Task> Below are the entries. Transcribe exactly the lines from the one with "module for tty-serial." through the one with "variable (explicit path)", ends included, and leave out all others.

Stored items>
■ ■ ■ ■ ■

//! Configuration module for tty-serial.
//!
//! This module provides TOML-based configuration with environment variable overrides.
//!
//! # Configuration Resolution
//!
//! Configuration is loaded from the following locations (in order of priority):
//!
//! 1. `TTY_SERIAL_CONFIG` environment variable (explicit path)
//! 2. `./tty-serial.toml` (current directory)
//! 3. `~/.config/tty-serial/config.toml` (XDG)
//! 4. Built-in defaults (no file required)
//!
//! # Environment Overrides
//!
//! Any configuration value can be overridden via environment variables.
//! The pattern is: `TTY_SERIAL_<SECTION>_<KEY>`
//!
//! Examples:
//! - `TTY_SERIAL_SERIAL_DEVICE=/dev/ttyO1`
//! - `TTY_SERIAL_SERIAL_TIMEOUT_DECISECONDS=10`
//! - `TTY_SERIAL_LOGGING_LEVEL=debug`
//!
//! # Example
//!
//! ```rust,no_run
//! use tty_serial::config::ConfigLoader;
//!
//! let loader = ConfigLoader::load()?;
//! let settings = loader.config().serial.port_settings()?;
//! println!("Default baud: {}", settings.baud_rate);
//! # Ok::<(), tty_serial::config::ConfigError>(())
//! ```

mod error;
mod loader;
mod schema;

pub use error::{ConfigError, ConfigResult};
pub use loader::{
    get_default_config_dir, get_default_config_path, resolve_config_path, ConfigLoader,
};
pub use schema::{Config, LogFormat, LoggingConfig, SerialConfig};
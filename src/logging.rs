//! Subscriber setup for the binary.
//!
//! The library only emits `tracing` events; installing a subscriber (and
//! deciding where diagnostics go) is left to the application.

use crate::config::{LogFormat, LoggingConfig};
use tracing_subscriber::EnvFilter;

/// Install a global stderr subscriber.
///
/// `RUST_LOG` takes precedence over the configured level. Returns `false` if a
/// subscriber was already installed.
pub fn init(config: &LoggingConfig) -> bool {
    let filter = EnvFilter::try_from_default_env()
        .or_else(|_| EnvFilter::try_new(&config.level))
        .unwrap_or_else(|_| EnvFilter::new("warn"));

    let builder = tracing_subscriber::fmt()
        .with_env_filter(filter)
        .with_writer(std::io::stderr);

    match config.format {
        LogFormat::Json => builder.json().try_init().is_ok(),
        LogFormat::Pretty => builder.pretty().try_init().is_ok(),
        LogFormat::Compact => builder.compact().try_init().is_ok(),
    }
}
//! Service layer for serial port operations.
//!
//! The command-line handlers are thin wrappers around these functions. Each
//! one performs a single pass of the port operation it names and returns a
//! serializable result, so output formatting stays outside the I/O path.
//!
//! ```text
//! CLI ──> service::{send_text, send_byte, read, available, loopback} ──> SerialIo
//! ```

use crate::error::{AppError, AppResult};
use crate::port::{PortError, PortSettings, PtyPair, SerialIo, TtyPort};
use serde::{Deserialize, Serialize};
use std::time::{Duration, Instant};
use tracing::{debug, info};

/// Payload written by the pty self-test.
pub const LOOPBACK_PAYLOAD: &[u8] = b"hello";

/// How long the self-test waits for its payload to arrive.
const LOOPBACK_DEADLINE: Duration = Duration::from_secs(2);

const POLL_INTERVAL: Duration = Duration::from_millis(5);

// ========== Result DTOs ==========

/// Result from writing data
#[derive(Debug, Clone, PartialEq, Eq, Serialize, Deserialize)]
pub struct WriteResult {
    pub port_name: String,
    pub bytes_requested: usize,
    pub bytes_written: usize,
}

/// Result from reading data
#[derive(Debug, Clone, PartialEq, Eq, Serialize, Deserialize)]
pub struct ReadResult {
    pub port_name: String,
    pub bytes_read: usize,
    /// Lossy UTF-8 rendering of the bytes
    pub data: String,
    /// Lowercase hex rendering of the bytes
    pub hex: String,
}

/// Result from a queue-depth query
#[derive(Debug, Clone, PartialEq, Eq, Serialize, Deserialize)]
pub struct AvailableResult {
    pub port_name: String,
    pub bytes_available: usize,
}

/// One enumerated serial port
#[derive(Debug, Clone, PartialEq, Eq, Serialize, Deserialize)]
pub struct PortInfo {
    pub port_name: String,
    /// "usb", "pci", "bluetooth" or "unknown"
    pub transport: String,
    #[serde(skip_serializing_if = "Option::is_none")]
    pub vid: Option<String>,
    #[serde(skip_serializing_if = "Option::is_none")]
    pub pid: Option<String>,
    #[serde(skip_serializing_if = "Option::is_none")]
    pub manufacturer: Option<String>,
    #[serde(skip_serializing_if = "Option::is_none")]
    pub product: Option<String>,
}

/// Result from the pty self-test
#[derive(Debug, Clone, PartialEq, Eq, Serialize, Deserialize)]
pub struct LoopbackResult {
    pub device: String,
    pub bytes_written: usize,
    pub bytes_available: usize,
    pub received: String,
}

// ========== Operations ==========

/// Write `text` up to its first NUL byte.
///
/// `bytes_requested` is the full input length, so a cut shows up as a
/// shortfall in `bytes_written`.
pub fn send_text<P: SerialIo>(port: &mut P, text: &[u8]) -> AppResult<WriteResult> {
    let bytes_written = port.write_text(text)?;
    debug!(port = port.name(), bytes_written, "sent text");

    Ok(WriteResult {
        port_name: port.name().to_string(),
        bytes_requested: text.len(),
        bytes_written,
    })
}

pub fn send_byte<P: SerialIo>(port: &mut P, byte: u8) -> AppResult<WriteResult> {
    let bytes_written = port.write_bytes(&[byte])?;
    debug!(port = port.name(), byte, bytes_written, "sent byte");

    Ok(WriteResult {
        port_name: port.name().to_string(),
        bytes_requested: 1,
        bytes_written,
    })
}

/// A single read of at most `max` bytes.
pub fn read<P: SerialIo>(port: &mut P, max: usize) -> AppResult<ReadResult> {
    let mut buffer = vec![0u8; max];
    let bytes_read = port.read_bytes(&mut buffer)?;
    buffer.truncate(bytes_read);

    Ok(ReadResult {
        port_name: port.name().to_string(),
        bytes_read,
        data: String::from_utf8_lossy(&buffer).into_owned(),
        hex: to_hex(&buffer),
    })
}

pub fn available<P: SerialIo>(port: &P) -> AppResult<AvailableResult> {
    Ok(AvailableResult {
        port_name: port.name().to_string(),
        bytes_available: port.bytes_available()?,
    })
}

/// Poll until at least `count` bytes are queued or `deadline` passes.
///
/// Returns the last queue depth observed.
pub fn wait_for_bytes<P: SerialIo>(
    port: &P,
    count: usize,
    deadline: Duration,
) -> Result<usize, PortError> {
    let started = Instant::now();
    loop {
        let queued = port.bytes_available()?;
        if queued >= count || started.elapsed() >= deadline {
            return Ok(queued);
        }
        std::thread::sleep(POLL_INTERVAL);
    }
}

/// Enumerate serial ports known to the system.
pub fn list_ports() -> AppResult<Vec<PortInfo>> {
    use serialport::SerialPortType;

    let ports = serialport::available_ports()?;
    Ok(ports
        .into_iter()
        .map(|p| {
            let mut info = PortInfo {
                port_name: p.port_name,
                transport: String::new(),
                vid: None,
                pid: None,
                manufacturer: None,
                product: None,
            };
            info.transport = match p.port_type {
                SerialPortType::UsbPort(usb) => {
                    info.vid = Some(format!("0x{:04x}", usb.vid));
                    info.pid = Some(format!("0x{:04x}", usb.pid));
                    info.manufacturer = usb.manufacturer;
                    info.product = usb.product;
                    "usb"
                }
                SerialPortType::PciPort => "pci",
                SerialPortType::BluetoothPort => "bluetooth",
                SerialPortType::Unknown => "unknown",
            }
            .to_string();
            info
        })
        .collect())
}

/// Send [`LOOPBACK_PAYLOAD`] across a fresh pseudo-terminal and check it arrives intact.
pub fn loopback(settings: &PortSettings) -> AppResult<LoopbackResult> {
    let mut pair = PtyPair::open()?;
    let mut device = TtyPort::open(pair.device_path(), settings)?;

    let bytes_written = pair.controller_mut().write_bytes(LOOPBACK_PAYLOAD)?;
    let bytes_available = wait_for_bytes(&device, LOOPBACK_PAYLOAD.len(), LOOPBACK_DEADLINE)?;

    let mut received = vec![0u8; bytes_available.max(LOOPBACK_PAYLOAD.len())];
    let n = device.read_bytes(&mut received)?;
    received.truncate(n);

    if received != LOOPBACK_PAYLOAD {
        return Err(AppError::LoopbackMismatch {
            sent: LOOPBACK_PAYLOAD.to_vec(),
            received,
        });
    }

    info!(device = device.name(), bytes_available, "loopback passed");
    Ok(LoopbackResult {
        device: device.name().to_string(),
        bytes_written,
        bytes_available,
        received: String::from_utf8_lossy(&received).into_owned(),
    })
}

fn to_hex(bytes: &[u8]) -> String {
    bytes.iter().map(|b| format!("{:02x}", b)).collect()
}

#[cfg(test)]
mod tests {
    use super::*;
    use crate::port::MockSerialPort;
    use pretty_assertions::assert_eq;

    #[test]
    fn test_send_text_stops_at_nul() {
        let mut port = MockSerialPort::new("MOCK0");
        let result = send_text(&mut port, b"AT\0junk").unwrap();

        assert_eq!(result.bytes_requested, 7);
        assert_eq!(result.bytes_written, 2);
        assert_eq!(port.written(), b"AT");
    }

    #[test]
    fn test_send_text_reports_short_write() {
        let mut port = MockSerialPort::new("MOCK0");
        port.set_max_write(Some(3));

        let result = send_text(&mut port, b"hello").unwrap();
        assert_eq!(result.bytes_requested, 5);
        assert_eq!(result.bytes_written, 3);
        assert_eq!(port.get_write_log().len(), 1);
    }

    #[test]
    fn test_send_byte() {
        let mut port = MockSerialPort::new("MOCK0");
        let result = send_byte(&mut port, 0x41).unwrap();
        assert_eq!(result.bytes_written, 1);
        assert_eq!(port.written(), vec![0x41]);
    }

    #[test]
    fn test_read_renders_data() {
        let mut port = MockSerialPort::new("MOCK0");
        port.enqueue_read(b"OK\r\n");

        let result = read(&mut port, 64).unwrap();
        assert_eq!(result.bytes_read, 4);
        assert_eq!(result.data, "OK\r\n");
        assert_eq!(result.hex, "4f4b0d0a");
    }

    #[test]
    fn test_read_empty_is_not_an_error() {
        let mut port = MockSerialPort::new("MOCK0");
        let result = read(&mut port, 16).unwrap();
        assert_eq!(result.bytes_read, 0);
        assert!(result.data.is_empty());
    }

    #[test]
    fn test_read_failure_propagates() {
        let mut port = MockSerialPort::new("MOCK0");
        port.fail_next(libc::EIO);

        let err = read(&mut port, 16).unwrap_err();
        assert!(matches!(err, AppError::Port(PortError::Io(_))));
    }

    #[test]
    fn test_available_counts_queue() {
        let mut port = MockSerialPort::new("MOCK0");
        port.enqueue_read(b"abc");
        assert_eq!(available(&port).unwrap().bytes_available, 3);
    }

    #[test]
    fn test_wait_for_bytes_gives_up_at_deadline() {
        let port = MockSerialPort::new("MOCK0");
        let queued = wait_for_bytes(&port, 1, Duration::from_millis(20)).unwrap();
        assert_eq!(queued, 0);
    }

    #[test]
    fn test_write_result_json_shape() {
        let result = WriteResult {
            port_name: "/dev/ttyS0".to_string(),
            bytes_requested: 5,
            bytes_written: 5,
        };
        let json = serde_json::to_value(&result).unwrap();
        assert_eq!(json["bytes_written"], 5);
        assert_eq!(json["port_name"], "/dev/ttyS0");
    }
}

■ ■ ■ ■ ■

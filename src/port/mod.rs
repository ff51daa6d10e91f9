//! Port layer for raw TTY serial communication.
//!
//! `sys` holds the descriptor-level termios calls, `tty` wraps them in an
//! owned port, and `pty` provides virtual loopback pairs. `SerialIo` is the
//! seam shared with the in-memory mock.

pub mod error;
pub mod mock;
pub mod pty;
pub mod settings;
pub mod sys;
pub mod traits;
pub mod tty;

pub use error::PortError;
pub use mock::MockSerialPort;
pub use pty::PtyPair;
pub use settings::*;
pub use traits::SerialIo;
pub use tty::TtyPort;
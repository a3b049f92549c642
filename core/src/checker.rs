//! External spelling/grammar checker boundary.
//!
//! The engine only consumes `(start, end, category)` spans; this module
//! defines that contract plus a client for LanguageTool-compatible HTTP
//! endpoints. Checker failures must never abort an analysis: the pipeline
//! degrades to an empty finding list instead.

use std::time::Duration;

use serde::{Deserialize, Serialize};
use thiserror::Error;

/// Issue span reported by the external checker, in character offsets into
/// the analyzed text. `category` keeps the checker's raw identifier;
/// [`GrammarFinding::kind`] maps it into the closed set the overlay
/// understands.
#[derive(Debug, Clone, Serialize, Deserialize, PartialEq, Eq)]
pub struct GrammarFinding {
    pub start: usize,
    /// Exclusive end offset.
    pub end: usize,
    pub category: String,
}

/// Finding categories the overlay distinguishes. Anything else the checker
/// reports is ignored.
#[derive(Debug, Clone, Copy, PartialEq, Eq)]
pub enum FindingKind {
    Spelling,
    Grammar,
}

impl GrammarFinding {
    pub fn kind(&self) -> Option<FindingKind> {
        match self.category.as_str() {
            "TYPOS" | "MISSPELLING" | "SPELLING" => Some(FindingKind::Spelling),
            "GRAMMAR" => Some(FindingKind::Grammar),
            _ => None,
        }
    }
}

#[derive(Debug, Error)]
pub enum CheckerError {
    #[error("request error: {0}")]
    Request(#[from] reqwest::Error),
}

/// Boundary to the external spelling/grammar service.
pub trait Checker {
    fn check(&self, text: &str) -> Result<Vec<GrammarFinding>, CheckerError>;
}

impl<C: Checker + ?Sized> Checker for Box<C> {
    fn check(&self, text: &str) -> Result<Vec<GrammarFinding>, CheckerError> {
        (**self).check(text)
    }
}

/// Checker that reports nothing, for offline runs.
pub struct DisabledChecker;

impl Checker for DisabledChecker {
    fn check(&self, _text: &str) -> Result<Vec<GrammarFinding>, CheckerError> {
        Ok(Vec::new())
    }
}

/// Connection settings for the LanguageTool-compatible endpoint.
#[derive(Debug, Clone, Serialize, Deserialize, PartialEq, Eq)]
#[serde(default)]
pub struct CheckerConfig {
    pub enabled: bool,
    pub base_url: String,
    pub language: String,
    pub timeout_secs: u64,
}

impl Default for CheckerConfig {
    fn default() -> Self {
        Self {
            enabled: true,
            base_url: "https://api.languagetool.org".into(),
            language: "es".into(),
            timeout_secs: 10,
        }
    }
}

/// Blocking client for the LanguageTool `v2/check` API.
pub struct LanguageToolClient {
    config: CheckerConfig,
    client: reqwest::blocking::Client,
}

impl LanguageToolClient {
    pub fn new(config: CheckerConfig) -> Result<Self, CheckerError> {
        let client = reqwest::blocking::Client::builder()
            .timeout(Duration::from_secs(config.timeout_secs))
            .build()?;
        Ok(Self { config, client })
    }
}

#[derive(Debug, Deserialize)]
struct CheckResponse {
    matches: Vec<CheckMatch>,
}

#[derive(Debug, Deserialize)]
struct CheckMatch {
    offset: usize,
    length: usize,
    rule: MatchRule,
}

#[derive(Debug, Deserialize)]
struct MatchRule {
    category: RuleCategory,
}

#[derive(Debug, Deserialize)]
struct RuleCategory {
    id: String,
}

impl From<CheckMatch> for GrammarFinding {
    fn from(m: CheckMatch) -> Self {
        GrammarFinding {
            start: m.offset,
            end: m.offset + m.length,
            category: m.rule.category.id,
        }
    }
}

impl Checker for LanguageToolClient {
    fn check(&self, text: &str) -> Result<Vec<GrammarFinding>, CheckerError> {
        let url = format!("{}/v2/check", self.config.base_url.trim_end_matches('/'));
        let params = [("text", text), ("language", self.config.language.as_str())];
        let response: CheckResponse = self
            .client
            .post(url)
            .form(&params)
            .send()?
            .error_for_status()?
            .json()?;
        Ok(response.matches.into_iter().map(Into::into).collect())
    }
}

■ ■ ■ ■ ■

Exercise output>
//! Configuration module for tty-serial.
//!
//! This module provides TOML-based configuration with environment variable overrides.
//!
//! # Configuration Resolution
//!
//! Configuration is loaded from the following locations (in order of priority):
//!
//! 1. `TTY_SERIAL_CONFIG` environment variable (explicit path)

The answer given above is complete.